# RECORDS SUPPLIED:
"""

//! SQLite backend.
//!
//! Full transactional DDL; structure is introspected through
//! `pragma_table_info`.

use std::path::Path;

use rusqlite::types::{ToSqlOutput, ValueRef};
use rusqlite::{params, Connection, OptionalExtension, ToSql};

use super::{BackendCapabilities, Row, RunLog, SchemaBackend, TrackingTable, Value};
use crate::error::Error;
use crate::schema::{ColumnFingerprint, SchemaFingerprint};

impl ToSql for Value {
    fn to_sql(&self) -> rusqlite::Result<ToSqlOutput<'_>> {
        Ok(match self {
            Value::Null => ToSqlOutput::Owned(rusqlite::types::Value::Null),
            Value::Integer(i) => ToSqlOutput::from(*i),
            Value::Real(f) => ToSqlOutput::from(*f),
            Value::Text(s) => ToSqlOutput::from(s.as_str()),
            Value::Bool(b) => ToSqlOutput::from(*b),
        })
    }
}

fn value_from_sqlite(value: ValueRef<'_>) -> Value {
    match value {
        ValueRef::Null => Value::Null,
        ValueRef::Integer(i) => Value::Integer(i),
        ValueRef::Real(f) => Value::Real(f),
        ValueRef::Text(bytes) => Value::Text(String::from_utf8_lossy(bytes).into_owned()),
        ValueRef::Blob(bytes) => Value::Text(hex::encode(bytes)),
    }
}

/// SQLite schema backend.
pub struct SqliteBackend {
    conn: Connection,
    tracking: TrackingTable,
    dry_run: bool,
    in_transaction: bool,
    log: RunLog,
}

impl SqliteBackend {
    /// Open (or create) a database file.
    pub fn open(path: impl AsRef<Path>) -> Result<Self, Error> {
        Ok(Self::from_connection(Connection::open(path)?))
    }

    /// Create a new in-memory database.
    pub fn open_in_memory() -> Result<Self, Error> {
        Ok(Self::from_connection(Connection::open_in_memory()?))
    }

    /// Wrap an existing connection.
    pub fn from_connection(conn: Connection) -> Self {
        Self {
            conn,
            tracking: TrackingTable::default(),
            dry_run: false,
            in_transaction: false,
            log: RunLog::new(),
        }
    }

    pub fn with_dry_run(mut self, dry_run: bool) -> Self {
        self.dry_run = dry_run;
        self
    }

    pub fn with_tracking_table(mut self, tracking: TrackingTable) -> Self {
        self.tracking = tracking;
        self
    }

    /// Direct access to the underlying connection.
    pub fn connection(&self) -> &Connection {
        &self.conn
    }

    fn tracking_table_exists(&self) -> Result<bool, Error> {
        let count: i64 = self.conn.query_row(
            "SELECT COUNT(*) FROM sqlite_master WHERE type = 'table' AND name = ?1",
            params![self.tracking.as_str()],
            |row| row.get(0),
        )?;
        Ok(count > 0)
    }
}

impl SchemaBackend for SqliteBackend {
    fn name(&self) -> &'static str {
        "sqlite"
    }

    fn capabilities(&self) -> BackendCapabilities {
        BackendCapabilities {
            transactional: true,
            parameterized_ddl: false,
        }
    }

    fn is_dry_run(&self) -> bool {
        self.dry_run
    }

    fn set_dry_run(&mut self, dry_run: bool) {
        self.dry_run = dry_run;
    }

    fn execute(&mut self, statement: &str, args: &[Value]) -> Result<Vec<Row>, Error> {
        self.log.record(statement, args);

        if self.dry_run {
            return Ok(Vec::new());
        }

        let mut stmt = self.conn.prepare(statement)?;
        let column_count = stmt.column_count();

        if column_count == 0 {
            stmt.execute(rusqlite::params_from_iter(args.iter()))?;
            return Ok(Vec::new());
        }

        let rows = stmt
            .query_map(rusqlite::params_from_iter(args.iter()), |row| {
                (0..column_count)
                    .map(|i| row.get_ref(i).map(value_from_sqlite))
                    .collect::<rusqlite::Result<Row>>()
            })?
            .collect::<rusqlite::Result<Vec<_>>>()?;

        Ok(rows)
    }

    fn begin(&mut self) -> Result<(), Error> {
        if self.dry_run {
            self.log.push("START TRANSACTION");
            return Ok(());
        }

        if self.in_transaction {
            return Err(Error::Transaction("transaction already open".into()));
        }
        self.conn.execute_batch("BEGIN")?;
        self.in_transaction = true;
        Ok(())
    }

    fn commit(&mut self) -> Result<(), Error> {
        if self.dry_run {
            self.log.push("COMMIT");
            return Ok(());
        }

        if self.in_transaction {
            let result = self.conn.execute_batch("COMMIT");
            // Some COMMIT failures (deferred constraints, busy) leave the transaction open.
            self.in_transaction = !self.conn.is_autocommit();
            result?;
        }
        Ok(())
    }

    fn rollback(&mut self) -> Result<(), Error> {
        if self.dry_run {
            self.log.push("ROLLBACK");
            return Ok(());
        }

        if self.in_transaction {
            self.in_transaction = false;
            self.conn.execute_batch("ROLLBACK")?;
        }
        Ok(())
    }

    fn ensure_tracking_table(&mut self) -> Result<(), Error> {
        if self.tracking_table_exists()? {
            return Ok(());
        }

        let ddl = format!(
            "CREATE TABLE {} (\
             table_name TEXT NOT NULL, \
             version TEXT NOT NULL, \
             is_current INTEGER NOT NULL DEFAULT 0, \
             schema TEXT)",
            self.tracking
        );

        if self.dry_run {
            self.log.push(ddl);
            return Ok(());
        }

        tracing::info!(table = %self.tracking, "creating tracking table");
        self.conn.execute_batch(&ddl)?;
        Ok(())
    }

    fn clear_tracking_table(&mut self) -> Result<(), Error> {
        let statement = format!("DELETE FROM {}", self.tracking);
        self.execute(&statement, &[])?;
        Ok(())
    }

    fn live_fingerprint(&mut self, table: &str) -> Result<SchemaFingerprint, Error> {
        let mut stmt = self.conn.prepare(
            "SELECT name, type, \"notnull\", dflt_value \
             FROM pragma_table_info(?1) \
             ORDER BY name",
        )?;

        let columns = stmt
            .query_map(params![table], |row| {
                let name: String = row.get(0)?;
                let data_type: String = row.get(1)?;
                let not_null: i64 = row.get(2)?;
                let default: Option<String> = row.get(3)?;
                Ok(ColumnFingerprint {
                    name,
                    data_type: data_type.to_uppercase(),
                    nullable: not_null == 0,
                    default,
                })
            })?
            .collect::<rusqlite::Result<Vec<_>>>()?;

        Ok(SchemaFingerprint::new(columns))
    }

    fn recorded_versions(&mut self) -> Result<Vec<(String, String)>, Error> {
        if !self.dry_run {
            self.ensure_tracking_table()?;
        }
        if !self.tracking_table_exists()? {
            return Ok(Vec::new());
        }

        let mut stmt = self.conn.prepare(&format!(
            "SELECT table_name, version FROM {} WHERE is_current = 1 ORDER BY table_name",
            self.tracking
        ))?;

        let versions = stmt
            .query_map([], |row| Ok((row.get(0)?, row.get(1)?)))?
            .collect::<rusqlite::Result<Vec<_>>>()?;
        Ok(versions)
    }

    fn recorded_fingerprints(&mut self) -> Result<Vec<(String, SchemaFingerprint)>, Error> {
        if !self.tracking_table_exists()? {
            return Ok(Vec::new());
        }

        let mut stmt = self.conn.prepare(&format!(
            "SELECT table_name, schema FROM {} WHERE is_current = 1 ORDER BY table_name",
            self.tracking
        ))?;

        let rows = stmt
            .query_map([], |row| {
                Ok((row.get::<_, String>(0)?, row.get::<_, Option<String>>(1)?))
            })?
            .collect::<rusqlite::Result<Vec<_>>>()?;

        rows.into_iter()
            .map(|(table, schema)| -> Result<_, Error> {
                let fingerprint = SchemaFingerprint::parse(schema.as_deref().unwrap_or(""))?;
                Ok((table, fingerprint))
            })
            .collect()
    }

    fn record_version(&mut self, table: &str, version: &str) -> Result<(), Error> {
        let fingerprint = self.live_fingerprint(table)?;

        let supersede = format!(
            "UPDATE {} SET is_current = 0 WHERE table_name = ?1",
            self.tracking
        );
        let insert = format!(
            "INSERT INTO {} (table_name, version, is_current, schema) VALUES (?1, ?2, 1, ?3)",
            self.tracking
        );

        self.execute(&supersede, &[Value::from(table)])?;
        self.execute(
            &insert,
            &[
                Value::from(table),
                Value::from(version),
                Value::from(fingerprint.canonical()),
            ],
        )?;
        Ok(())
    }

    fn run_log(&self) -> &RunLog {
        &self.log
    }

    fn flush_log(&mut self) -> Vec<String> {
        self.log.flush()
    }
}

impl SqliteBackend {
    /// Version currently recorded for one table, if any.
    pub fn current_version(&self, table: &str) -> Result<Option<String>, Error> {
        if !self.tracking_table_exists()? {
            return Ok(None);
        }

        let version = self
            .conn
            .query_row(
                &format!(
                    "SELECT version FROM {} WHERE table_name = ?1 AND is_current = 1",
                    self.tracking
                ),
                params![table],
                |row| row.get(0),
            )
            .optional()?;
        Ok(version)
    }
}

"""

# WORK TASK:
In the material above, report how many lines hold the word "args", and add nothing to the figure.

# RESPONSE AREA:
4